Azure NSG Rule Linter

About This Tool

Azure Network Security Groups (NSGs) filter traffic to and from Azure resources within a virtual network using priority-based rules that are evaluated in order from lowest to highest number. Unlike AWS security groups, NSGs support both allow and deny rules, and rule priority conflicts can produce unexpected behavior where a lower-priority allow is overridden by a higher-priority deny or vice versa. This linter analyzes your NSG rules for common security issues including unrestricted inbound access from the Internet service tag, overly broad port ranges, conflicting rules at different priorities, and missing deny-all rules at the end of your rule set.

When to Use This Tool

• •Auditing NSG configurations against Azure CIS Benchmark requirements before compliance assessments
• •Detecting rules that allow inbound SSH (22) or RDP (3389) from the Internet service tag, which violates most security baselines
• •Identifying priority conflicts where a permissive low-priority rule is unintentionally overridden by a restrictive high-priority rule
• •Validating that NSG rule sets include explicit deny-all rules at the highest priority numbers to establish a default-deny posture

Frequently Asked Questions

How does Azure NSG rule priority evaluation work?

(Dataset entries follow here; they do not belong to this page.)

use serde::Deserialize;
use std::env;

/// Which persistence gateway backs the application state.
#[derive(Debug, Clone, Copy, PartialEq, Eq, Deserialize, Default)]
#[serde(rename_all = "lowercase")]
pub enum StorageBackend {
    #[default]
    Mongo,
    Memory,
}

impl StorageBackend {
    pub fn parse(value: &str) -> Option<Self> {
        match value.trim().to_ascii_lowercase().as_str() {
            "mongo" | "mongodb" => Some(StorageBackend::Mongo),
            "memory" | "in-memory" => Some(StorageBackend::Memory),
            _ => None,
        }
    }
}

#[derive(Debug, Clone, Deserialize)]
pub struct AdminSeed {
    pub username: String,
    pub password: String,
}

#[derive(Debug, Clone, Deserialize)]
pub struct Config {
    pub server_port: u16,
    pub storage_backend: StorageBackend,
    pub mongo_uri: String,
    pub mongo_database: String,
    pub signing_key: String,
    pub token_ttl_minutes: i64,
    pub admin_seed: Option<AdminSeed>,
}

impl Config {
    pub fn load() -> Result<Self, config::ConfigError> {
        dotenvy::dotenv().ok();

        // Determine environment (defaults to dev)
        let env = env::var("APP_ENV").unwrap_or_else(|_| "dev".to_string());

        // Build configuration from config/*.toml + ENV overrides
        let settings = config::Config::builder()
            .add_source(config::File::with_name(&format!("config/{}", env)).required(false))
            .add_source(config::Environment::with_prefix("APP").separator("__"))
            .build()?;

        let server_port = settings
            .get_int("server.port")
            .ok()
            .map(|v| v.to_string())
            .or_else(|| env::var("SERVER_PORT").ok())
            .map(|v| {
                v.parse::<u16>().map_err(|_| {
                    config::ConfigError::Message(format!("Invalid server port: {}", v))
                })
            })
            .transpose()?
            .unwrap_or(8080);

        let backend_raw = settings
            .get_string("storage.backend")
            .or_else(|_| env::var("STORAGE_BACKEND"))
            .unwrap_or_else(|_| "mongo".to_string());
        let storage_backend = StorageBackend::parse(&backend_raw).ok_or_else(|| {
            config::ConfigError::Message(format!("Unknown storage backend: {}", backend_raw))
        })?;

        let mongo_uri = settings
            .get_string("database.mongo_uri")
            .or_else(|_| env::var("MONGODB_URI"))
            .unwrap_or_default();
        if storage_backend == StorageBackend::Mongo && mongo_uri.is_empty() {
            return Err(config::ConfigError::Message(
                "MongoDB URI not found (set MONGODB_URI)".to_string(),
            ));
        }

        let mongo_database = settings
            .get_string("database.mongo_database")
            .or_else(|_| env::var("MONGO_DATABASE"))
            .unwrap_or_else(|_| "quiz".to_string());

        let signing_key = match settings
            .get_string("auth.signing_key")
            .or_else(|_| env::var("SIGNING_KEY"))
        {
            Ok(key) if !key.is_empty() => key,
            _ if env == "prod" => {
                return Err(config::ConfigError::Message(
                    "SIGNING_KEY must be set in production".to_string(),
                ));
            }
            _ => {
                eprintln!("WARNING: Using default SIGNING_KEY (dev mode only!)");
                "dev-signing-key-only-for-local-testing".to_string()
            }
        };

        let token_ttl_minutes = settings
            .get_int("auth.token_ttl_minutes")
            .ok()
            .or_else(|| {
                env::var("TOKEN_TTL_MINUTES")
                    .ok()
                    .and_then(|v| v.parse::<i64>().ok())
            })
            .filter(|v| *v > 0)
            .unwrap_or(45);

        let admin_username = settings
            .get_string("admin.username")
            .or_else(|_| env::var("ADMIN_USERNAME"))
            .ok();
        let admin_password = settings
            .get_string("admin.password")
            .or_else(|_| env::var("ADMIN_PASSWORD"))
            .ok();
        let admin_seed = match (admin_username, admin_password) {
            (Some(username), Some(password)) if !username.is_empty() && !password.is_empty() => {
                Some(AdminSeed { username, password })
            }
            _ => None,
        };

        Ok(Config {
            server_port,
            storage_backend,
            mongo_uri,
            mongo_database,
            signing_key,
            token_ttl_minutes,
            admin_seed,
        })
    }

    /// Configuration for an in-memory instance, used by tests and local demos.
    pub fn in_memory(signing_key: &str) -> Self {
        Config {
            server_port: 0,
            storage_backend: StorageBackend::Memory,
            mongo_uri: String::new(),
            mongo_database: "quiz".to_string(),
            signing_key: signing_key.to_string(),
            token_ttl_minutes: 45,
            admin_seed: None,
        }
    }
}
pub mod auth;
pub mod metrics;
pub mod trace;
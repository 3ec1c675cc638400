use anyhow::Context;
use bcrypt::{hash, verify, DEFAULT_COST};
use chrono::{Duration, Utc};
use std::sync::Arc;
use validator::{Validate, ValidationErrors};

use super::{store::UserStore, ServiceError, ServiceResult};
use crate::middlewares::auth::{JwtClaims, JwtService};
use crate::models::user::{CreateUserRequest, LoginResponse, User, UserProfile};

/// Flatten validator output into `"field: message"` strings, sorted by field.
pub fn validation_messages(errors: &ValidationErrors) -> Vec<String> {
    let mut fields: Vec<_> = errors.field_errors().into_iter().collect();
    fields.sort_by(|a, b| a.0.cmp(&b.0));
    fields
        .into_iter()
        .flat_map(|(field, errs)| {
            errs.iter()
                .map(|e| match &e.message {
                    Some(message) => message.to_string(),
                    None => format!("{} is invalid", field),
                })
                .collect::<Vec<_>>()
        })
        .collect()
}

pub struct AuthService {
    users: Arc<dyn UserStore>,
    jwt_service: JwtService,
    token_ttl_minutes: i64,
}

impl AuthService {
    pub fn new(users: Arc<dyn UserStore>, jwt_service: JwtService, token_ttl_minutes: i64) -> Self {
        Self {
            users,
            jwt_service,
            token_ttl_minutes,
        }
    }

    /// Hash a password using bcrypt with the default cost
    pub fn hash_password(password: &str) -> anyhow::Result<String> {
        hash(password, DEFAULT_COST).context("Failed to hash password")
    }

    /// Register a new, non-admin user
    pub async fn create_user(&self, req: CreateUserRequest) -> ServiceResult<UserProfile> {
        let req = req.trimmed();
        if let Err(e) = req.validate() {
            return Err(ServiceError::InvalidFields(validation_messages(&e)));
        }

        if self.users.find_by_username(&req.username).await?.is_some() {
            return Err(ServiceError::Conflict("User already exists".to_string()));
        }

        let mut user = User {
            id: None,
            first_name: req.first_name,
            last_name: req.last_name,
            username: req.username,
            password_hash: Self::hash_password(&req.password)?,
            is_admin: false,
            created_at: Utc::now(),
        };

        let id = self.users.insert(&user).await?;
        user.id = Some(id);
        tracing::info!("User created: {}", user.username);

        Ok(UserProfile::from(user))
    }

    /// Check credentials and issue a bearer token
    pub async fn login(&self, username: &str, password: &str) -> ServiceResult<LoginResponse> {
        let user = self
            .users
            .find_by_username(username)
            .await?
            .ok_or_else(|| {
                tracing::warn!("Login failed: unknown user {}", username);
                ServiceError::Unauthorized(
                    "Unable to find user with this specific username".to_string(),
                )
            })?;

        let valid = verify(password, &user.password_hash).unwrap_or_else(|e| {
            tracing::warn!("Unable to validate password for {}: {}", username, e);
            false
        });
        if !valid {
            tracing::warn!("Login failed: wrong password for {}", username);
            return Err(ServiceError::Unauthorized(
                "User password is wrong. Check again".to_string(),
            ));
        }

        let now = Utc::now();
        let claims = JwtClaims {
            sub: user.username.clone(),
            is_admin: user.is_admin,
            exp: (now + Duration::minutes(self.token_ttl_minutes)).timestamp() as usize,
            iat: now.timestamp() as usize,
        };
        let token = self
            .jwt_service
            .generate_token(claims)
            .context("Failed to sign token")?;

        tracing::info!("User {} logged in", user.username);

        Ok(LoginResponse {
            user: UserProfile::from(user),
            token,
        })
    }
}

Azure evaluates NSG rules in ascending priority order (100 is evaluated before 200). The first matching rule determines whether traffic is allowed or denied — subsequent rules are not evaluated. Azure reserves priorities 65000-65500 for default rules (AllowVnetInbound, AllowAzureLoadBalancerInbound, DenyAllInbound). User-defined rules must use priorities between 100 and 4096. This priority-based evaluation means rule ordering matters significantly for security.

What is the difference between Azure NSGs and AWS Security Groups?

Azure NSGs support both allow and deny rules with explicit priority ordering, while AWS Security Groups only support allow rules with implicit deny. NSGs can be applied to both subnets and individual NICs (with cumulative evaluation), while AWS Security Groups attach only to instances. NSGs are stateful like Security Groups, but Azure also has stateless options through Azure Firewall or UDR-based appliances.

Can NSGs reference Azure service tags in rules?

Yes. Service tags like Internet, VirtualNetwork, AzureLoadBalancer, and service-specific tags like Storage, Sql, and AzureActiveDirectory represent groups of IP address prefixes managed by Microsoft. Using service tags instead of hard-coded IP ranges ensures your rules automatically stay current as Azure updates its IP ranges. The linter checks whether your rules use service tags appropriately.